:: WHAT IS EXPECTED ::
In the data below, count every line that holds the string "deadline" and reply with the number alone.

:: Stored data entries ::

--

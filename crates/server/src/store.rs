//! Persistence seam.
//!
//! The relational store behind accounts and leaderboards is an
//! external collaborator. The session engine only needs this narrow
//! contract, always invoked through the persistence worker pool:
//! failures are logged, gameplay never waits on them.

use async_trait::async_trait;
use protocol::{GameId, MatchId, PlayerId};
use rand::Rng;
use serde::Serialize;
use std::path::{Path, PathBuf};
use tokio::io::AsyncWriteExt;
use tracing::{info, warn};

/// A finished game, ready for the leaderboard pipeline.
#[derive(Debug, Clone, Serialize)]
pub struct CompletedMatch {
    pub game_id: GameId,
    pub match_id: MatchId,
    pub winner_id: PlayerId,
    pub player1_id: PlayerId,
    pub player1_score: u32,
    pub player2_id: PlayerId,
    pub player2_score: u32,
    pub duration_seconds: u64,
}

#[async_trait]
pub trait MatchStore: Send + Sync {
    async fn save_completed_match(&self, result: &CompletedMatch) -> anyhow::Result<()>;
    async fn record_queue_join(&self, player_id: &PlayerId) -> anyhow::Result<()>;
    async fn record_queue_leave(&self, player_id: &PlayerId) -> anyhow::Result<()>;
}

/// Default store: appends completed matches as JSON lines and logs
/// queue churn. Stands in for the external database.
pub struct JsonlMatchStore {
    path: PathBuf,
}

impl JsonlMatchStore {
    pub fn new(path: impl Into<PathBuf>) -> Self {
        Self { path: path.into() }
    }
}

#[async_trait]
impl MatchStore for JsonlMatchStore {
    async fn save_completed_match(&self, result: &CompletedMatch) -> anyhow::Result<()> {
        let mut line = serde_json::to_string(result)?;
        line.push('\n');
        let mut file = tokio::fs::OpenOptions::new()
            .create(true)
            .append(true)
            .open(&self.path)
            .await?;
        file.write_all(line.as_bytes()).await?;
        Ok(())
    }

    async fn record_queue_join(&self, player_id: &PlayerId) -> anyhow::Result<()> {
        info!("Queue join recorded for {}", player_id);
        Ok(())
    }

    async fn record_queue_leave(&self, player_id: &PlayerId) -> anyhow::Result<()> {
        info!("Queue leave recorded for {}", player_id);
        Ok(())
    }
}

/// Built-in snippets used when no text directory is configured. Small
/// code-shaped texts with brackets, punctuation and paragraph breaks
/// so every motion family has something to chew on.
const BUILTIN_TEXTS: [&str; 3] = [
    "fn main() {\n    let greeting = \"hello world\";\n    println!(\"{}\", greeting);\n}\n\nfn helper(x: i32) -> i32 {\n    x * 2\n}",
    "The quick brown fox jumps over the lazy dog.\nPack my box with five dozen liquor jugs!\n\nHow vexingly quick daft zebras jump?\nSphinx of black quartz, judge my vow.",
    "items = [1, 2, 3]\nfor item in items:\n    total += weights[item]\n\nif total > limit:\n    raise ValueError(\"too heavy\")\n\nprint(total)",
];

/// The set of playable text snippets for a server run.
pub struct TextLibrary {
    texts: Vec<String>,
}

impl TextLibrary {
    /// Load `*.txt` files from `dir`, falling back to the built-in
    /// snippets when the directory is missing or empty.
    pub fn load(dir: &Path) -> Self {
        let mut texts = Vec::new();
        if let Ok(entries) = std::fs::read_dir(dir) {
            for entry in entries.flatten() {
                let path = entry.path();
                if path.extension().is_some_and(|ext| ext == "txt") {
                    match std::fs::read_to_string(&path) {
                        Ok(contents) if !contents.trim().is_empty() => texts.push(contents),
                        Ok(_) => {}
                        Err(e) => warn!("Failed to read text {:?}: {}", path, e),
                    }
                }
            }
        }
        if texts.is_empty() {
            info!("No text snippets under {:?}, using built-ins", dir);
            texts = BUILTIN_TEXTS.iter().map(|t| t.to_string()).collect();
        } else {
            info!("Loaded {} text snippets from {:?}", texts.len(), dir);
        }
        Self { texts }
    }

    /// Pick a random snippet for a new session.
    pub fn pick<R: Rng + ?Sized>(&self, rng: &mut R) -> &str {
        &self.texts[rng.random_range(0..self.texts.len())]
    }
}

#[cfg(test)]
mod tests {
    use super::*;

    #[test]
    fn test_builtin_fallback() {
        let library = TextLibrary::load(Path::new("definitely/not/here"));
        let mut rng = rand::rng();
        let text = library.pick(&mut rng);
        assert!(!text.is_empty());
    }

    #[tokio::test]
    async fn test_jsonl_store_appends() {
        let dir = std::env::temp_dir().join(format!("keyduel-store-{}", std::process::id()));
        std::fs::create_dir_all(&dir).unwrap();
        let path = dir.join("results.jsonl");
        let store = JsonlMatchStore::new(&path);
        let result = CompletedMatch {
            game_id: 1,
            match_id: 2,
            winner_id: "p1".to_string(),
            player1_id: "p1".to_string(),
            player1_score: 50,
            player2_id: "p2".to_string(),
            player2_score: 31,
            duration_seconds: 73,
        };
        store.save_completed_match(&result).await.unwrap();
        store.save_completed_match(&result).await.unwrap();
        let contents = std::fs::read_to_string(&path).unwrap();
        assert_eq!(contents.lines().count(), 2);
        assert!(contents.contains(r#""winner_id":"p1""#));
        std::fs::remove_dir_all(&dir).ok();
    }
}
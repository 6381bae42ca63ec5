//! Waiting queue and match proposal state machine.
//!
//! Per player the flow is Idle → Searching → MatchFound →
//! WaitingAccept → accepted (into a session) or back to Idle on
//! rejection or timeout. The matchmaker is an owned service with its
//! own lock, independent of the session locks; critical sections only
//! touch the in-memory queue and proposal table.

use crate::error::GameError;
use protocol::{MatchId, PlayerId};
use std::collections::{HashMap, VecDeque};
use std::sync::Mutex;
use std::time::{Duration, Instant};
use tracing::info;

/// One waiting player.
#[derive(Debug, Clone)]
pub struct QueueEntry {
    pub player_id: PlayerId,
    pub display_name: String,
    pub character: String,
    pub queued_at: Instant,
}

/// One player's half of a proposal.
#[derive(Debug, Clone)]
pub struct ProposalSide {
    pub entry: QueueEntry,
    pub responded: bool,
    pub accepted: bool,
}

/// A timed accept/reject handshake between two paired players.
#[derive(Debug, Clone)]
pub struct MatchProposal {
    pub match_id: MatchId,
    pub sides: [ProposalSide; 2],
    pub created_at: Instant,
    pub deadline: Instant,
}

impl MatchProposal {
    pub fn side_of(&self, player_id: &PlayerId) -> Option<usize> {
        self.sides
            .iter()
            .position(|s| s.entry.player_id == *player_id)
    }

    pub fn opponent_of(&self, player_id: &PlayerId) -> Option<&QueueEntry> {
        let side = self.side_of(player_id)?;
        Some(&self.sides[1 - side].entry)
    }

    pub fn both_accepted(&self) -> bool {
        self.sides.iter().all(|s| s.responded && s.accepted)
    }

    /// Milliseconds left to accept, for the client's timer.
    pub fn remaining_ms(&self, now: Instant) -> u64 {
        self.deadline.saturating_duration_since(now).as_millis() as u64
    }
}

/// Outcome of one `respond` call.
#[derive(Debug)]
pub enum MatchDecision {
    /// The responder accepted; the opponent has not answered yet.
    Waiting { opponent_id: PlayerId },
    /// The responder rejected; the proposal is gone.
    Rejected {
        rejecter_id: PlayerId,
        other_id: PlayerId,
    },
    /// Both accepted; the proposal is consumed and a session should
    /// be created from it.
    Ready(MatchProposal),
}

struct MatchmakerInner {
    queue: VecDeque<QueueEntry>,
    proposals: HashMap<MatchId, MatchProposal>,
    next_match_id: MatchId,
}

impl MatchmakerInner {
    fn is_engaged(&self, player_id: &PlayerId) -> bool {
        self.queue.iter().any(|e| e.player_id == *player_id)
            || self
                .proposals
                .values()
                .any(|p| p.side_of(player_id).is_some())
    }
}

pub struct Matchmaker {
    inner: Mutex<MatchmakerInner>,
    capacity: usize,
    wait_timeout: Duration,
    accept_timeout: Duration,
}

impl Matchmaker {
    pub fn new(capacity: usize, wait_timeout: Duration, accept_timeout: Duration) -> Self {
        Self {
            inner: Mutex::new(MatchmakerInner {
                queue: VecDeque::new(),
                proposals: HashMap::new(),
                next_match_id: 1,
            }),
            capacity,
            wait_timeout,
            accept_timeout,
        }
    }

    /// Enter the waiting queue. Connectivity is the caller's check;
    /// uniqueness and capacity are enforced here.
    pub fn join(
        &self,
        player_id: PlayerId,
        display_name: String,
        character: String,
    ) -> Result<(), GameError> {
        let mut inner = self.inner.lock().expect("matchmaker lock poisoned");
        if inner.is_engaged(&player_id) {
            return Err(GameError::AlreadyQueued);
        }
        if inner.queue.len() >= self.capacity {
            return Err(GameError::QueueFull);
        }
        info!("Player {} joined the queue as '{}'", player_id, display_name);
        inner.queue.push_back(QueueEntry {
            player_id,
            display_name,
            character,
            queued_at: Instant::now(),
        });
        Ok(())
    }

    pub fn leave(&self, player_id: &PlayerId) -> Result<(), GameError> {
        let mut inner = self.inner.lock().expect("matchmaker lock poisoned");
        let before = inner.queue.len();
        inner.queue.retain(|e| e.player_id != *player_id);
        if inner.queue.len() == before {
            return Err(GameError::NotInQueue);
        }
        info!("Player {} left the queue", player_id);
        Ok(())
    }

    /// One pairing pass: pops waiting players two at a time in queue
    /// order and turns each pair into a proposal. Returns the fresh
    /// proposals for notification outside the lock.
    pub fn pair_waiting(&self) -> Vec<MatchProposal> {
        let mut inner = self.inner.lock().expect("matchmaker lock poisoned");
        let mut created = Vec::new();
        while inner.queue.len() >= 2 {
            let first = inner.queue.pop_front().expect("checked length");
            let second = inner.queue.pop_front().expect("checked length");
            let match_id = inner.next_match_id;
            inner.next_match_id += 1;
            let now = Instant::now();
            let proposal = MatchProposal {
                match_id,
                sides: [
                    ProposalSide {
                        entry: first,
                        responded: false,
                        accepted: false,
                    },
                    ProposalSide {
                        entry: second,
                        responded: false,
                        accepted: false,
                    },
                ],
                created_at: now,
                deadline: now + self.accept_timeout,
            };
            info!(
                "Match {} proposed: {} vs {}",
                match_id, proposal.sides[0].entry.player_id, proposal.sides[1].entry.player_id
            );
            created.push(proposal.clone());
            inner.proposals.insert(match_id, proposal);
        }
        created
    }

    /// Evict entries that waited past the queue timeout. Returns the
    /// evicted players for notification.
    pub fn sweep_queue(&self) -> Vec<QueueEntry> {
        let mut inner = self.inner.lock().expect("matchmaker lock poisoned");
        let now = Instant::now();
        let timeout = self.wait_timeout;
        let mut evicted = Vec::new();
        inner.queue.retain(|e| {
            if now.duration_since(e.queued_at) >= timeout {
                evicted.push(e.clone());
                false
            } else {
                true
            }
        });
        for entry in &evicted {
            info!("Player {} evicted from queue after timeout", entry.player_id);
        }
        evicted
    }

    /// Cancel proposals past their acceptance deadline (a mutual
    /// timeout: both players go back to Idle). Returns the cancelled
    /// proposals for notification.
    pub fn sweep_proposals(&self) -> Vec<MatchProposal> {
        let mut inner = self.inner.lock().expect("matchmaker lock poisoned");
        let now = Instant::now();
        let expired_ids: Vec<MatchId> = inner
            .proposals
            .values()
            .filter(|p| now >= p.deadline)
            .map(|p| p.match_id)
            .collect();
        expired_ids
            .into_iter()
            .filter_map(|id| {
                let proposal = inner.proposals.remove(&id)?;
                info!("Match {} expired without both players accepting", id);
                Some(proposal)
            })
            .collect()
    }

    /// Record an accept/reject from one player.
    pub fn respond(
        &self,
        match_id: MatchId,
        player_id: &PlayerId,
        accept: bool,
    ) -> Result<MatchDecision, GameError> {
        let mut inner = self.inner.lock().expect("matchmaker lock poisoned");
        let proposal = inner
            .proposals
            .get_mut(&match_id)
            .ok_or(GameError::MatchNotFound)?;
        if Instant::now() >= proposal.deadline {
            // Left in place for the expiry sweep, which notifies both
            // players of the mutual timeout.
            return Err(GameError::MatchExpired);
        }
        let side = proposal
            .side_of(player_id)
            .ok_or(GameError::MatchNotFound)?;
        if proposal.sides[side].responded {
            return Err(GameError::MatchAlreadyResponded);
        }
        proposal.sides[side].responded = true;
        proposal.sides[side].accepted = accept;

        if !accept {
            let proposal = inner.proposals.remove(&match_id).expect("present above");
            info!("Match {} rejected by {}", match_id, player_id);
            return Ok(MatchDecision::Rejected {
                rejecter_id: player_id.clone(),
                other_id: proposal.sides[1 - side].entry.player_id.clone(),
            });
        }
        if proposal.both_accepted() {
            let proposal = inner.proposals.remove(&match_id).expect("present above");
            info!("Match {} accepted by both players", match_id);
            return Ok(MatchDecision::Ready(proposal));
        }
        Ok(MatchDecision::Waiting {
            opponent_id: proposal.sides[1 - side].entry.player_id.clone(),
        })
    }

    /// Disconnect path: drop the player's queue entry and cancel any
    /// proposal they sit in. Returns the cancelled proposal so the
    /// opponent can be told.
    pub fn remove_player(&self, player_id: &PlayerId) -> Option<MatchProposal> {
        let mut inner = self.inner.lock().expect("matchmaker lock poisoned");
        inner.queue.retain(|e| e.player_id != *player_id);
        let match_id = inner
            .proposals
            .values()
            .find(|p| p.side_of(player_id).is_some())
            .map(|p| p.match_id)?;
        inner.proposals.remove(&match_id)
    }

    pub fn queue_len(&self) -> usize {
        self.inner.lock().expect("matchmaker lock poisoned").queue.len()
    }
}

--

:: ANSWER BOX ::
6